Congressman Frank Pallone, who founded the Congressional Caucus on India in 1993, has said that Prime Minister Narendra Modi’s visit to the US is another opportunity to appreciate Indian Americans and their contributions to the community.
“I am really looking forward to Prime Minister Narendra Modi’s visit to Washington… Many years ago, I founded the India Caucus and we have seen a steady increase in activities between the US and India… shared values between the two countries like democracy, market economy,” Pallone said in a video message shared by the Indian Embassy in the US.
Pallone represents the 6th district in New Jersey, which boasts of over a million Asians with Indian-Americans making up the largest ethnic group.
Upendra Chivukula was the first Indian-American elected to the New Jersey legislature in 2001 and since then, South Asians — forming 5 percent of the population — have had electoral success throughout the state.
“The Indian-American diaspora has continued to contribute to the improved relations between the US and India. All the things they do to help our community here in New Jersey and Middlesex… So this is another opportunity for us all to appreciate the India-US relationship, appreciate Indian-Americans and how they contribute to the US,” Pallone said.
He hoped that Modi’s visit will continue the “upward trend where India and the US work together on defense, security, economy, and culture.”

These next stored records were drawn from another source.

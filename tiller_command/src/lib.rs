//! # Tiller Command
//!
//! The cooperative task core: single-purpose control actions (drive,
//! rotate, wait-for-sensor) composed into time-bounded, cancellable,
//! sequential/parallel behaviors.
//!
//! Everything runs on one logical thread under a fixed periodic tick.
//! "Concurrency" is cooperative interleaving: a command never blocks the
//! tick — all waiting is an [`Command::is_finished`] returning `false`
//! and being re-polled next tick.
//!
//! - [`Command`] — init/execute/is_finished/end lifecycle over a generic
//!   application context, with a claim set and an optional timeout.
//! - [`Scheduler`] — advances every active top-level command exactly once
//!   per tick in registration order, enforces exclusive subsystem claims
//!   (newest claimant wins), and guarantees `end` runs on every exit path.
//! - [`CommandGroup`] — sequential/parallel composition with boundary
//!   cancellation of still-running parallel entries.

pub mod claim;
pub mod command;
pub mod group;
pub mod scheduler;
pub mod wait;

pub use claim::ClaimSet;
pub use command::Command;
pub use group::CommandGroup;
pub use scheduler::{CommandId, Scheduler};
pub use wait::WaitCommand;
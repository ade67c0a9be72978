//! Control-loop micro-benchmarks.
//!
//! Measures throughput of the per-tick math the drivetrain runs:
//! - speed loop compute alone
//! - heading loop compute alone (includes shortest-path normalization)
//! - arcade mix alone
//!
//! At a 20 ms tick the budget is generous; these exist to catch an
//! accidental regression (allocation, transcendental creep) in the hot
//! path, not to shave nanoseconds.

use criterion::{Criterion, criterion_group, criterion_main};

use tiller_control::mixer::DriveMixer;
use tiller_control::pid::{HeadingLoop, LoopGains, SpeedLoop};

fn bench_speed_loop(c: &mut Criterion) {
    let mut pid = SpeedLoop::new(LoopGains::new(0.4, 0.02));
    pid.enable();
    pid.set_setpoint(0.8);
    let mut cycle = 0u64;

    c.bench_function("speed_loop_calculate", |b| {
        b.iter(|| {
            cycle += 1;
            let t = cycle as f64 * 0.02;
            let rate = 0.8 + 0.1 * t.sin(); // wheel hunting around setpoint
            pid.calculate(rate)
        });
    });
}

fn bench_heading_loop(c: &mut Criterion) {
    let mut pid = HeadingLoop::new(LoopGains::new(0.015, 0.001));
    pid.enable();
    pid.set_setpoint(270.0);
    let mut cycle = 0u64;

    c.bench_function("heading_loop_calculate", |b| {
        b.iter(|| {
            cycle += 1;
            let t = cycle as f64 * 0.02;
            let angle = 265.0 + 10.0 * t.sin(); // oscillating around setpoint
            pid.calculate(angle)
        });
    });
}

fn bench_arcade_mix(c: &mut Criterion) {
    let mixer = DriveMixer::default();
    let mut cycle = 0u64;

    c.bench_function("arcade_mix", |b| {
        b.iter(|| {
            cycle += 1;
            let t = cycle as f64 * 0.02;
            let speed = 0.9 * t.sin();
            let rotation = 0.4 * t.cos();
            mixer.arcade(speed, rotation)
        });
    });
}

criterion_group!(benches, bench_speed_loop, bench_heading_loop, bench_arcade_mix);
criterion_main!(benches);
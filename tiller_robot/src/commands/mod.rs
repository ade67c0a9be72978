//! Drive commands.
//!
//! Each command is a thin lifecycle shell over the drivetrain operations:
//! `init` engages a mode, `execute` refreshes setpoints, `is_finished`
//! watches the completion condition (plus the operator cancel request),
//! and `end` guarantees the motors are told to brake or coast no matter
//! how the command exits.

mod default_drive;
mod drive_distance;
mod drive_on_heading;
mod rotate_to_heading;

pub use default_drive::DefaultDriveCommand;
pub use drive_distance::DriveDistanceCommand;
pub use drive_on_heading::DriveOnHeadingCommand;
pub use rotate_to_heading::RotateToHeadingCommand;

/// Valid heading range check shared by the heading-based commands.
pub(crate) fn heading_is_valid(heading: f64) -> bool {
    (0.0..360.0).contains(&heading)
}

The Congressional Caucus on India and Indian-Americans, also known as the House India Caucus, was founded in 1993 by Pallone and Florida Congressman Bill McCollum in the House of Representatives.
From 1993-1998, Pallone served as the co-chair of the Caucus, which is committed to strengthening the relationship between the two largest democratic countries of the world.
Earlier this year, Indian-American Congressman Ro Khanna and his Republican House colleague Mike Waltz were chosen as co-chairs of the Congressional Caucus on India and Indian Americans in the 118th Congress.
Khanna became the second Indian-American to be elected as co-chair of the Caucus after Congressman Ami Bera served as its co-chair during the 115th Congress in 2015-2016.
In the Senate, the Caucus was founded by Senator John Cornyn and Senator Hillary Clinton in 2004.
The bipartisan coalition is the largest country-specific caucus at Capitol Hill in Washington, D.C. that brings national attention to domestic and international issues that affect our economies and security.
Senator Mark R. Warner and Senator Cornyn serve as the current co-chairs of the Senate India Caucus.